Supplementary Material for: An Atypical Neurosensory-Predominant Presentation Associated with a Homozygous NDUFS3 Variant: A Diagnostic Challenge Involving Retinal and Hearing Phenotypes

Introduction Mitochondrial complex I deficiency represents a major cause of pediatric mitochondrial disease and is associated with a broad phenotypic spectrum, classically including Leigh syndrome and severe neurodegenerative presentations. Variants in NDUFS3, encoding a core structural subunit of complex I, are rare and most often linked to severe multisystem involvement. However, emerging reports suggest that NDUFS3 variants may be associated with more heterogeneous and atypical clinical manifestations. Here, we describe a child with a neurosensory-predominant phenotype presenting a diagnostic challenge involving retinal and auditory findings in the context of a homozygous NDUFS3 variant.
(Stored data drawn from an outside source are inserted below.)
use proptest::prelude::*;

use xec_primitives::ec::PrivateKey;
use xec_script::Script;
use xec_sign::{
    is_solvable, produce_signature, FlatSigningProvider, SignatureData, DUMMY_SIGNATURE_CREATOR,
};

fn provider_with(seeds: &[u8]) -> (FlatSigningProvider, Vec<Vec<u8>>) {
    let mut provider = FlatSigningProvider::new();
    let mut pubs = Vec::new();
    for seed in seeds {
        let key = PrivateKey::from_bytes(&[*seed; 32]).unwrap();
        pubs.push(key.pub_key().to_bytes());
        provider.add_key(key);
    }
    (provider, pubs)
}

proptest! {
    #![proptest_config(ProptestConfig::with_cases(64))]

    /// Arbitrary locking scripts never panic the pipeline.
    #[test]
    fn arbitrary_scripts_do_not_panic(bytes in prop::collection::vec(any::<u8>(), 0..80)) {
        let (provider, _) = provider_with(&[1, 2]);
        let script = Script::from_bytes(&bytes);
        let mut sigdata = SignatureData::new();
        let complete = produce_signature(&provider, &DUMMY_SIGNATURE_CREATOR, &script, &mut sigdata);
        prop_assert_eq!(complete, sigdata.complete);
        prop_assert_eq!(complete, is_solvable(&provider, &script));
    }

    /// An m-of-n multisig with all keys known is solvable and carries
    /// exactly m signatures after the dummy.
    #[test]
    fn multisig_with_all_keys_is_solvable(n in 1usize..=5, m_seed in any::<usize>()) {
        let required = m_seed % n + 1;
        let seeds: Vec<u8> = (1..=n as u8).collect();
        let (provider, pubs) = provider_with(&seeds);
        let script = Script::multisig(required, &pubs).unwrap();

        let mut sigdata = SignatureData::new();
        prop_assert!(produce_signature(&provider, &DUMMY_SIGNATURE_CREATOR, &script, &mut sigdata));
        let stack = sigdata.script_sig.push_only_stack().unwrap();
        prop_assert_eq!(stack.len(), required + 1);
        prop_assert!(stack[0].is_empty());
        prop_assert!(stack[1..].iter().all(|sig| !sig.is_empty()));
    }
}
Case Presentation A girl born to consanguineous parents presented with global developmental delay, bilateral digital contractures, impaired visual responses, and progressive hearing difficulties. Ophthalmologic evaluation revealed Stargardt-like maculopathy, while audiologic assessment confirmed bilateral sensorineural hearing loss. Neurological examination showed mild motor delay without neuroregression. Brain magnetic resonance imaging and spectroscopy were unremarkable, and no cardiomyopathy or metabolic crises were observed. Whole-exome sequencing identified a homozygous NDUFS3 c.721G>A (p.Ala241Thr) variant, classified as a variant of uncertain significance, with both parents being heterozygous carriers. Additional heterozygous variants were detected in ABCA4 and HMCN1, genes associated with retinal disease. Supportive mitochondrial therapy was initiated, and the patient remained clinically stable during long-term follow-up, with non-progressive neurosensory findings. Conclusion This case highlights the diagnostic complexity of interpreting atypical neurosensory-predominant phenotypes in mitochondrial disease. While the homozygous NDUFS3 variant may contribute to systemic mitochondrial vulnerability, the coexistence of heterozygous retinal gene variants suggests a possible modifying or oligogenic effect. Rather than defining a distinct monogenic entity, this report underscores the importance of cautious genotype–phenotype correlation and comprehensive genetic evaluation in children presenting with combined retinal and auditory involvement.